Saleh Bakri : « Toute résistance meurt si elle n’est pas aussi culturelle »


Texte inédit pour le site de Ballast

Il est l’un des visages du ciné­ma pales­ti­nien. Nous retrou­vons Saleh Bakri dans un café ; il parle l’a­rabe et l’hé­breu mais c’est en anglais que se déroule l’é­change. Nous avions l’an pas­sé inter­viewé son père, acteur et réa­li­sa­teur ; le fils, né dans l’État d’Israël, nous char­rie : reste donc à ren­con­trer ses frères et ses enfants car la lutte pour la libé­ra­tion de la Palestine « se trans­met de géné­ra­tion en géné­ra­tion ». À l’heure où Israël célèbre son soixante-dixième anni­ver­saire, des mani­fes­ta­tions se pour­suivent chaque semaine à Gaza depuis le 30 mars der­nier : la répres­sion a fait plus de 110 morts et 13 000 bles­sés de tous âges, dont une tren­taine d’am­pu­ta­tions1. Amnesty International a dénon­cé une « vio­la­tion abjecte » des droits humains ain­si que des « crimes de guerre » ; le minis­tère fran­çais des Affaires étran­gères a appe­lé « à faire preuve de dis­cer­ne­ment et de rete­nue dans l’u­sage de la force ». Il sera donc ques­tion de lutte, et de poésie.

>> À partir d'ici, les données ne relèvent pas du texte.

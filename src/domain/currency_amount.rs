//! Raw on-chain quantities tagged with their currency.

use core::cmp::Ordering;
use core::fmt;

use alloy_primitives::U256;

use super::{Currency, Fraction, Rounding, Token};
use crate::error::{AmmError, Result};
use crate::math::{from_big, to_big, CheckedArithmetic};

/// A raw quantity of a currency in its smallest unit (wei or equivalent).
///
/// The raw value is a `uint256`, exactly as the contracts see it. Combining
/// amounts of different currencies is an error, never an implicit
/// conversion, and so is leaving the 256-bit range.
///
/// # Examples
///
/// ```
/// use alloy_primitives::{Address, U256};
/// use multicurve_sdk::domain::{CurrencyAmount, Token};
///
/// let usdc = Token::new(1, Address::repeat_byte(1), 6);
/// let a = CurrencyAmount::from_raw(usdc.clone(), 1_500_000);
/// let b = CurrencyAmount::from_raw(usdc, 250_000);
///
/// let sum = a.add(&b).expect("same currency");
/// assert_eq!(sum.raw(), U256::from(1_750_000u64));
/// assert_eq!(sum.to_exact(), "1.75");
/// ```
#[derive(Debug, Clone, PartialEq, Eq, Hash)]
#[must_use]
pub struct CurrencyAmount {
    currency: Currency,
    raw: U256,
}

impl CurrencyAmount {
    /// Creates an amount of `currency`.
    pub fn new(currency: impl Into<Currency>, raw: U256) -> Self {
        Self {
            currency: currency.into(),
            raw,
        }
    }

    /// Creates an amount from a `u128` raw value.
    pub fn from_raw(currency: impl Into<Currency>, raw: u128) -> Self {
        Self::new(currency, U256::from(raw))
    }

    /// Returns the currency.
    #[must_use]
    pub const fn currency(&self) -> &Currency {
        &self.currency
    }

    /// Returns the raw quantity.
    #[must_use]
    pub const fn raw(&self) -> U256 {
        self.raw
    }

    /// Returns `true` if the quantity is zero.
    #[must_use]
    pub fn is_zero(&self) -> bool {
        self.raw.is_zero()
    }

    /// Returns the same quantity expressed in the wrapped token.
    ///
    /// Token amounts are returned unchanged.
    pub fn wrapped(&self) -> Self {
        Self::new(self.currency.wrapped().clone(), self.raw)
    }

    /// Returns the same quantity tagged with another currency.
    pub(crate) fn with_currency(&self, currency: &Currency) -> Self {
        Self::new(currency.clone(), self.raw)
    }

    /// Returns the wrapped token this amount trades as.
    #[must_use]
    pub const fn token(&self) -> &Token {
        self.currency.wrapped()
    }

    /// Checked addition.
    ///
    /// # Errors
    ///
    /// - [`AmmError::CurrencyMismatch`] if the currencies differ.
    /// - [`AmmError::Overflow`] if the sum exceeds 256 bits.
    pub fn add(&self, other: &Self) -> Result<Self> {
        self.ensure_same_currency(other, "cannot add amounts of different currencies")?;
        let raw = self.raw.safe_add(other.raw, "currency amount addition")?;
        Ok(Self::new(self.currency.clone(), raw))
    }

    /// Checked subtraction.
    ///
    /// # Errors
    ///
    /// - [`AmmError::CurrencyMismatch`] if the currencies differ.
    /// - [`AmmError::Underflow`] if `other` is larger.
    pub fn sub(&self, other: &Self) -> Result<Self> {
        self.ensure_same_currency(other, "cannot subtract amounts of different currencies")?;
        let raw = self.raw.safe_sub(other.raw, "currency amount subtraction")?;
        Ok(Self::new(self.currency.clone(), raw))
    }

    /// Compares two amounts of the same currency.
    ///
    /// # Errors
    ///
    /// Returns [`AmmError::CurrencyMismatch`] if the currencies differ.
    pub fn try_cmp(&self, other: &Self) -> Result<Ordering> {
        self.ensure_same_currency(other, "cannot compare amounts of different currencies")?;
        Ok(self.raw.cmp(&other.raw))
    }

    /// Scales the quantity by `factor`, rounding in the given direction.
    ///
    /// # Errors
    ///
    /// Returns [`AmmError::Overflow`] if the result exceeds 256 bits.
    pub fn multiply(&self, factor: &Fraction, rounding: Rounding) -> Result<Self> {
        let scaled = Fraction::from_integer(to_big(self.raw)).multiply(factor);
        let raw = from_big(&scaled.quotient_rounded(rounding))?;
        Ok(Self::new(self.currency.clone(), raw))
    }

    /// Returns the quantity as a fraction of whole units (`raw / 10^decimals`).
    #[must_use]
    pub fn as_fraction(&self) -> Fraction {
        Fraction::from_raw_parts(
            to_big(self.raw),
            num_bigint::BigUint::from(10u8).pow(u32::from(self.currency.decimals())),
        )
    }

    /// Formats the exact decimal value without trailing zeros.
    #[must_use]
    pub fn to_exact(&self) -> String {
        let decimals = u32::from(self.currency.decimals());
        let fixed = self.as_fraction().to_fixed(decimals, Rounding::Down);
        if decimals == 0 {
            return fixed;
        }
        fixed.trim_end_matches('0').trim_end_matches('.').to_owned()
    }

    fn ensure_same_currency(&self, other: &Self, what: &'static str) -> Result<()> {
        if self.currency == other.currency {
            Ok(())
        } else {
            Err(AmmError::CurrencyMismatch(what))
        }
    }
}

impl fmt::Display for CurrencyAmount {
    fn fmt(&self, f: &mut fmt::Formatter<'_>) -> fmt::Result {
        write!(f, "{} {}", self.to_exact(), self.currency)
    }
}
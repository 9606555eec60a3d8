//! Numeric identifiers of the pricing curves the router understands.

use core::fmt;

use serde::{Deserialize, Serialize};

use crate::error::AmmError;

/// Identifier of a pair's pricing curve, as the router contract encodes it.
///
/// The router receives one `uint8` per hop, so the discriminants are part
/// of the wire format.
///
/// ```
/// use multicurve_sdk::domain::CurveId;
///
/// assert_eq!(CurveId::try_from(1u8), Ok(CurveId::Stable));
/// assert!(CurveId::try_from(7u8).is_err());
/// assert_eq!(CurveId::ConstantProduct.as_u8(), 0);
/// ```
#[derive(Debug, Clone, Copy, PartialEq, Eq, Hash, PartialOrd, Ord, Serialize, Deserialize)]
#[serde(try_from = "u8", into = "u8")]
#[repr(u8)]
pub enum CurveId {
    /// `x · y = k`.
    ConstantProduct = 0,
    /// Two-coin StableSwap with an amplification coefficient.
    Stable = 1,
}

impl CurveId {
    /// Returns the on-chain discriminant.
    #[must_use]
    pub const fn as_u8(self) -> u8 {
        self as u8
    }

    /// Returns `true` if pairs on this curve need an amplification coefficient.
    #[must_use]
    pub const fn is_amplified(self) -> bool {
        matches!(self, Self::Stable)
    }
}

impl TryFrom<u8> for CurveId {
    type Error = AmmError;

    fn try_from(value: u8) -> Result<Self, Self::Error> {
        match value {
            0 => Ok(Self::ConstantProduct),
            1 => Ok(Self::Stable),
            _ => Err(AmmError::InvalidConfiguration("unknown curve id")),
        }
    }
}

impl From<CurveId> for u8 {
    fn from(id: CurveId) -> Self {
        id.as_u8()
    }
}

impl fmt::Display for CurveId {
    fn fmt(&self, f: &mut fmt::Formatter<'_>) -> fmt::Result {
        match self {
            Self::ConstantProduct => write!(f, "ConstantProduct"),
            Self::Stable => write!(f, "Stable"),
        }
    }
}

Que dire encore, après tant de mas­sacres suc­ces­sifs2, à pro­pos de Gaza ?

En 1948, la Palestine a été occu­pée par des groupes mili­taires sio­nistes orga­ni­sés. Ils ont sys­té­ma­ti­que­ment détruit plus de 500 villes et vil­lages, for­çant la moi­tié des Palestiniens à quit­ter leur mai­son pai­sible pour deve­nir des réfu­giés. Ceci pour éta­blir un État juif qui serait appe­lé « Israël ». Depuis, la Nakba3 n’a pas ces­sé, pas un jour. Israël cherche à gar­der une majo­ri­té juive, trans­for­mant ain­si les Palestiniens en une menace démo­gra­phique. Et nous, Palestiniens, n’avons jamais ces­sé de lut­ter pour nos droits, dont l’un des pre­miers et des plus essen­tiels est celui au retour. Ça signi­fie la fin de l’idéologie raciste sio­niste qui impose une majo­ri­té juive à la Palestine. Le der­nier mas­sacre à Gaza n’est qu’une preuve de plus mon­trant jusqu’où Israël peut aller pour défendre sa vision raciste. Les gens de Gaza mar­chaient pour le retour, dans ce qui était peut-être la plus grande marche pour le retour depuis 1948 : ils mar­chaient vers la fron­tière pour la bri­ser, et pour bri­ser le siège qui leur est impo­sé depuis main­te­nant 11 ans. Ils mar­chaient vers ce qui fut leurs foyers et leurs terres, il y a 70 ans. Car la plu­part des habi­tants de Gaza sont des réfu­giés, expul­sés de chez eux en 1948. Cette grande marche des Palestiniens à Gaza nous a tous réunis à nou­veau. De nom­breuses mani­fes­ta­tions ont eu lieu à Haïfa, Jaffa, Jérusalem, Ramallah et dans d’autres villes et vil­lages de toute la Palestine.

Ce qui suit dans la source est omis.